Sunday, January 07, 2018

It Looks Like Health Information Exchange Can Be Done Well With A Proper Interoperability Framework Like That Provided By ONC in the US.

This appeared last week:

ONC releases its Trusted Exchange Framework establishing a single ‘on ramp’ for interoperability

Jan 5, 2018 1:14pm
After several months of public meetings and industry input, the Office of the National Coordinator for Health IT has released its Trusted Exchange Framework and Common Agreement designed to improve data sharing between health information networks.
The framework (PDF), mandated by the 21st Century Cures Act, provides the policies, procedures and technical standards necessary to exchange patient records and health information between providers, state and regional health information exchanges and federal agencies.
It also aims to eliminate the burdens of costly point-to-point interactions that healthcare organizations currently face by creating a common set of practices to allow providers, patients, payers and health IT vendors to securely communicate with one another.
The voluntary framework is also an attempt to resolve some of the nagging issues inhibiting data sharing across the industry, including inconsistencies within the terms and conditions of health information networks. Genevieve Morris, principal deputy national coordinator for health information technology at ONC, compares those variations to the early days of cell phones when texting over different networks was not yet possible.
“This is just the floor of what those required terms and conditions are,” she told FierceHealthcare. “We all just have to agree to the same terms in order for that exchange to happen.”
The draft framework is broken into two sections. Part A provides guardrails and standards to “engender trust between health information networks,” addressing issues around transparency, security, patient safety, and data-driven accountability.
Part B outlines a minimum set of terms and conditions addressing authentication, trusted exchange rules and core operational policies.
More here:
There is more coverage here:

ONC releases draft Trusted Exchange Framework to aid interoperability

Published January 05 2018, 3:59pm EST
The Office of the National Coordinator for Health IT on Friday released a draft Trusted Exchange Framework to enable interoperability across disparate healthcare information networks nationally, as directed by the 21st Century Cures Act.
The draft framework is designed to support nationwide interoperability by outlining a common set of principles, as well as minimum terms and conditions for trusted data exchange. According to ONC, the document focuses on policies, procedures and technical standards that build from existing HIN capabilities and enables them to work together to provide a “single on-ramp” to patient information regardless of the HIT vendor they use or the health information exchange (HIE) with which they contract.
“Currently, there are more than 100 regional HIEs and multiple national level organizations that support exchange use cases,” states ONC’s draft Trusted Exchange Framework. “While these organizations have expanded interoperability within their particular spheres, the connectivity across all or even most of them has not been achieved.
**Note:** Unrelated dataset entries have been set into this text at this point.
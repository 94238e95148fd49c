//! Per-vertex records and the CPU reference of the vertex stage.

use bytemuck::{Pod, Zeroable};
use glam::{Mat4, Vec2, Vec4};

use crate::color::PackedColor;
use crate::projection::DEPTH_CONVENTION;

/// Per-vertex input for the UI shader.
///
/// Field order matches the vertex buffer bit-for-bit: position at offset 0,
/// texture coordinate at 8, packed color at 16 (20-byte stride). Attribute
/// locations follow [`layout`](Self::layout).
#[repr(C)]
#[derive(Debug, Copy, Clone, PartialEq, Pod, Zeroable)]
pub struct UiVertex {
    pub position: [f32; 2],
    pub uv: [f32; 2],
    pub color: PackedColor,
}

impl UiVertex {
    const ATTRS: [wgpu::VertexAttribute; 3] = wgpu::vertex_attr_array![
        0 => Float32x2, // position
        1 => Float32x2, // uv
        2 => Uint32     // packed color
    ];

    pub fn layout() -> wgpu::VertexBufferLayout<'static> {
        wgpu::VertexBufferLayout {
            array_stride: std::mem::size_of::<UiVertex>() as u64,
            step_mode: wgpu::VertexStepMode::Vertex,
            attributes: &Self::ATTRS,
        }
    }
}

/// Vertex-stage output for one vertex.
///
/// `uv` is forwarded unchanged at location 0; `color` is the unpacked
/// straight-alpha RGBA at location 1; `clip_position` feeds the rasterizer.
#[derive(Debug, Copy, Clone, PartialEq)]
pub struct TransformedVertex {
    pub clip_position: Vec4,
    pub uv: Vec2,
    pub color: [f32; 4],
}

/// CPU reference of the vertex shader (`vs_main` in `shaders/ui.wgsl`).
///
/// Pure and total over its inputs: every position/matrix/color produces a
/// defined output, with no branching and no shared state between calls. The
/// host projection is applied first, then [`DEPTH_CONVENTION`].
pub fn transform_vertex(vertex: UiVertex, proj: Mat4) -> TransformedVertex {
    let pos = Vec4::new(vertex.position[0], vertex.position[1], 0.0, 1.0);

    TransformedVertex {
        clip_position: DEPTH_CONVENTION * (proj * pos),
        uv: Vec2::from(vertex.uv),
        color: vertex.color.unpack(),
    }
}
This has limited the patient health information that a provider or health system has access to, unless they join multiple networks.”
According to ONC, the proposed Trusted Exchange Framework supports the agency’s goals of achieving nationwide interoperability by—among other capabilities—having “open and accessible application programming interfaces (APIs) to encourage entrepreneurial, user-focused innovation to make health information more accessible and to improve electronic health record (EHR) usability.”
National Coordinator for HIT Donald Rucker says provisions of the Cures Act seek to advance the interoperable exchange of electronic health information, and the agency’s draft Trusted Exchange Framework will help guide the country toward interoperability.
 “It’s a national challenge—it hasn’t been easy,” said Rucker. “Folks have made some great progress, but obviously there’s a lot of work to be done. One of the approaches that ONC is taking is exactly this Trusted Exchange Framework…the very specific request of Congress.”
Genevieve Morris, ONC’s principal deputy national coordinator, said the draft document is in part the product of three public listening sessions with industry stakeholders.
After a 45-day public comment period and refinements to the draft document, a final Trusted Exchange Framework will be implemented by ONC in collaboration with a Recognized Coordinating Entity—to be selected through a competitive process—which will use the policies, procedures, technical standards, principles and goals to develop a single common agreement that qualified health information networks and their participants will voluntarily agree to adopt.
…..
In addition, ONC has released a User’s Guide to Understanding the Trusted Exchange Framework and the US Core Data for Interoperability (USCDI) Glide Path to identify a roadmap for broadening the data that can be exchanged via the TEFCA. The agency is also seeking public comment on the USCDI Glide Path.
The full article is here:
I have to say this all looks like a rational approach to getting health information to be available to all who need it. (patient, provider and payer) and it does indeed do sensible things like avoid a great big vulnerable centralized database.
You can download the 48 page Draft framework from the links provided in the text.
The ADHA might usefully have a very close look at the document to see how some / many of the ideas may assist in Australia. Does anyone know just where the ADHA is up to with their Framework – has been pretty quiet recently?
I particularly like the approach to the private sector reflected here.
David.

AusHealthIT Poll Number 404 – Results – 7th January, 2018.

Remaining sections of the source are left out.